> [Exercise brief]: Locate and copy each line in the data that contains the word "ORANGE".

> [Provided records]:
//! I/O layer: GDAL-backed product reader, acquisition-time lookup from
//! product metadata, and `writers` for GeoTIFF outputs and JSON sidecars.
pub mod gdal;
pub use gdal::{GdalError, GdalMetadata, GdalProductReader};

pub mod metadata;
pub use metadata::AcquisitionTimes;

pub mod writers;
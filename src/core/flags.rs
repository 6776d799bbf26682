//! Quality-flag table: named bits packed into one 32-bit word, plus the
//! per-bit display metadata attached to the flag raster.
use serde::Serialize;

/// One named bit of the quality-flag word.
#[derive(Copy, Clone, PartialEq, Eq, Debug, Serialize)]
pub struct FlagDef {
    pub name: &'static str,
    pub bit: u32,
    pub description: &'static str,
}

impl FlagDef {
    pub const fn mask(&self) -> u32 {
        1u32 << self.bit
    }
}

pub const RHOW_OOR: FlagDef = FlagDef {
    name: "Rhow_OOR",
    bit: 2,
    description: "One of the inputs to the IOP retrieval neural net is out of training range",
};
pub const CLOUD_RISK: FlagDef = FlagDef {
    name: "Cloud_risk",
    bit: 3,
    description: "High downwelling transmission is indicating cloudy conditions",
};
pub const IOP_OOR: FlagDef = FlagDef {
    name: "Iop_OOR",
    bit: 4,
    description: "One of the IOPs is out of range",
};
pub const APIG_AT_MAX: FlagDef = FlagDef {
    name: "Apig_at_max",
    bit: 5,
    description: "Apig output of the IOP retrieval neural net is at its maximum. The true value is this value or higher.",
};
pub const ADET_AT_MAX: FlagDef = FlagDef {
    name: "Adet_at_max",
    bit: 6,
    description: "Adet output of the IOP retrieval neural net is at its maximum. The true value is this value or higher.",
};
pub const AGELB_AT_MAX: FlagDef = FlagDef {
    name: "Agelb_at_max",
    bit: 7,
    description: "Agelb output of the IOP retrieval neural net is at its maximum. The true value is this value or higher.",
};
pub const BPART_AT_MAX: FlagDef = FlagDef {
    name: "Bpart_at_max",
    bit: 8,
    description: "Bpart output of the IOP retrieval neural net is at its maximum. The true value is this value or higher.",
};
pub const BWIT_AT_MAX: FlagDef = FlagDef {
    name: "Bwit_at_max",
    bit: 9,
    description: "Bwit output of the IOP retrieval neural net is at its maximum. The true value is this value or higher.",
};
pub const APIG_AT_MIN: FlagDef = FlagDef {
    name: "Apig_at_min",
    bit: 10,
    description: "Apig output of the IOP retrieval neural net is at its minimum. The true value is this value or lower.",
};
pub const ADET_AT_MIN: FlagDef = FlagDef {
    name: "Adet_at_min",
    bit: 11,
    description: "Adet output of the IOP retrieval neural net is at its minimum. The true value is this value or lower.",
};
pub const AGELB_AT_MIN: FlagDef = FlagDef {
    name: "Agelb_at_min",
    bit: 12,
    description: "Agelb output of the IOP retrieval neural net is at its minimum. The true value is this value or lower.",
};
pub const BPART_AT_MIN: FlagDef = FlagDef {
    name: "Bpart_at_min",
    bit: 13,
    description: "Bpart output of the IOP retrieval neural net is at its minimum. The true value is this value or lower.",
};
pub const BWIT_AT_MIN: FlagDef = FlagDef {
    name: "Bwit_at_min",
    bit: 14,
    description: "Bwit output of the IOP retrieval neural net is at its minimum. The true value is this value or lower.",
};
pub const RHOW_OOS: FlagDef = FlagDef {
    name: "Rhow_OOS",
    bit: 15,
    description: "The Rhow input spectrum to the IOP neural net is probably not within its training range, the inversion is likely to be wrong.",
};
pub const KD489_OOR: FlagDef = FlagDef {
    name: "Kd489_OOR",
    bit: 16,
    description: "Kd489 is out of range",
};
pub const KDMIN_OOR: FlagDef = FlagDef {
    name: "Kdmin_OOR",
    bit: 17,
    description: "Kdmin is out of range",
};
pub const KD489_AT_MAX: FlagDef = FlagDef {
    name: "Kd489_at_max",
    bit: 18,
    description: "Kd489 is at max",
};
pub const KDMIN_AT_MAX: FlagDef = FlagDef {
    name: "Kdmin_at_max",
    bit: 19,
    description: "Kdmin is at max",
};
/// Set by the pipeline when a reflectance input is not strictly positive.
pub const INPUT_INVALID: FlagDef = FlagDef {
    name: "Input_invalid",
    bit: 30,
    description: "A reflectance input was not strictly positive, no retrieval was performed",
};
/// Set by the pipeline when the valid-pixel expression resolved to true.
pub const VALID_PE: FlagDef = FlagDef {
    name: "Valid_PE",
    bit: 31,
    description: "The operators valid pixel expression has resolved to true",
};

/// All flags in presentation order.
pub static FLAG_TABLE: [FlagDef; 20] = [
    RHOW_OOR,
    CLOUD_RISK,
    IOP_OOR,
    APIG_AT_MAX,
    ADET_AT_MAX,
    AGELB_AT_MAX,
    BPART_AT_MAX,
    BWIT_AT_MAX,
    APIG_AT_MIN,
    ADET_AT_MIN,
    AGELB_AT_MIN,
    BPART_AT_MIN,
    BWIT_AT_MIN,
    RHOW_OOS,
    KD489_OOR,
    KDMIN_OOR,
    KD489_AT_MAX,
    KDMIN_AT_MAX,
    INPUT_INVALID,
    VALID_PE,
];

/// Name of the flag raster and of its coding.
pub const FLAG_BAND_NAME: &str = "quality_flags";

/// Packed quality flags of one pixel.
#[derive(Copy, Clone, PartialEq, Eq, Debug, Default, Serialize)]
pub struct FlagWord(pub u32);

impl FlagWord {
    pub fn bits(&self) -> u32 {
        self.0
    }

    pub fn contains(&self, flag: FlagDef) -> bool {
        self.0 & flag.mask() != 0
    }

    pub fn set(&mut self, flag: FlagDef) {
        self.0 |= flag.mask();
    }

    /// Merge bits produced elsewhere (e.g. by the retrieval model) unchanged.
    pub fn merge(&mut self, bits: u32) {
        self.0 |= bits;
    }

    /// Table entries whose bits are set, in table order. Bits without a
    /// table entry are ignored.
    pub fn decode(&self) -> Vec<&'static FlagDef> {
        FLAG_TABLE.iter().filter(|f| self.contains(**f)).collect()
    }

    /// Slot representation inside a float output row; exact for every u32.
    pub fn as_sample(&self) -> f64 {
        self.0 as f64
    }

    pub fn from_sample(value: f64) -> Self {
        FlagWord(value as u32)
    }
}

pub fn flag_by_name(name: &str) -> Option<&'static FlagDef> {
    FLAG_TABLE.iter().find(|f| f.name == name)
}

pub fn flag_by_bit(bit: u32) -> Option<&'static FlagDef> {
    FLAG_TABLE.iter().find(|f| f.bit == bit)
}

/// RGB display color.
pub type Rgb = [u8; 3];

const RED: Rgb = [255, 0, 0];
const ORANGE: Rgb = [255, 200, 0];
const YELLOW: Rgb = [255, 255, 0];
const BLUE: Rgb = [0, 0, 255];
const GREEN: Rgb = [0, 255, 0];
const PINK: Rgb = [255, 175, 175];
const MAGENTA: Rgb = [255, 0, 255];
const CYAN: Rgb = [0, 255, 255];
const GRAY: Rgb = [128, 128, 128];
const LIGHT_GRAY: Rgb = [192, 192, 192];

const MASK_COLORS: [Rgb; 9] = [RED, ORANGE, YELLOW, BLUE, GREEN, PINK, MAGENTA, CYAN, GRAY];

/// Display metadata of one flag mask.
#[derive(Clone, PartialEq, Debug, Serialize)]
pub struct MaskStyle {
    pub name: &'static str,
    pub mask: u32,
    pub description: &'static str,
    /// Band-math expression selecting the flag
    pub expression: String,
    pub color: Rgb,
    pub transparency: f64,
}

/// Mask styles for every flag: colors cycle by table position; the cloud
/// risk mask is light gray and opaque.
pub fn mask_styles() -> Vec<MaskStyle> {
    FLAG_TABLE
        .iter()
        .enumerate()
        .map(|(i, flag)| {
            let cloud = flag.mask() == CLOUD_RISK.mask();
            MaskStyle {
                name: flag.name,
                mask: flag.mask(),
                description: flag.description,
                expression: format!("{}.{}", FLAG_BAND_NAME, flag.name),
                color: if cloud {
                    LIGHT_GRAY
                } else {
                    MASK_COLORS[i % MASK_COLORS.len()]
                },
                transparency: if cloud { 0.0 } else { 0.5 },
            }
        })
        .collect()
}
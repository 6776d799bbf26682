use thiserror::Error;

/// Application-specific errors for the CLI
#[derive(Debug, Error)]
pub enum AppError {
    #[error("Invalid flag word: {value}. Must be a decimal or 0x-prefixed hexadecimal u32")]
    InvalidFlagWord { value: String },

    #[error("Nothing to do: {hint}")]
    NothingToDo { hint: String },

    #[error("I/O error: {0}")]
    Io(#[from] std::io::Error),

    #[error("JSON error: {0}")]
    Json(#[from] serde_json::Error),

    #[error("{0}")]
    Retrieval(#[from] aquaret::Error),
}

> [Response to this exercise]:
const ORANGE: Rgb = [255, 200, 0];
const MASK_COLORS: [Rgb; 9] = [RED, ORANGE, YELLOW, BLUE, GREEN, PINK, MAGENTA, CYAN, GRAY];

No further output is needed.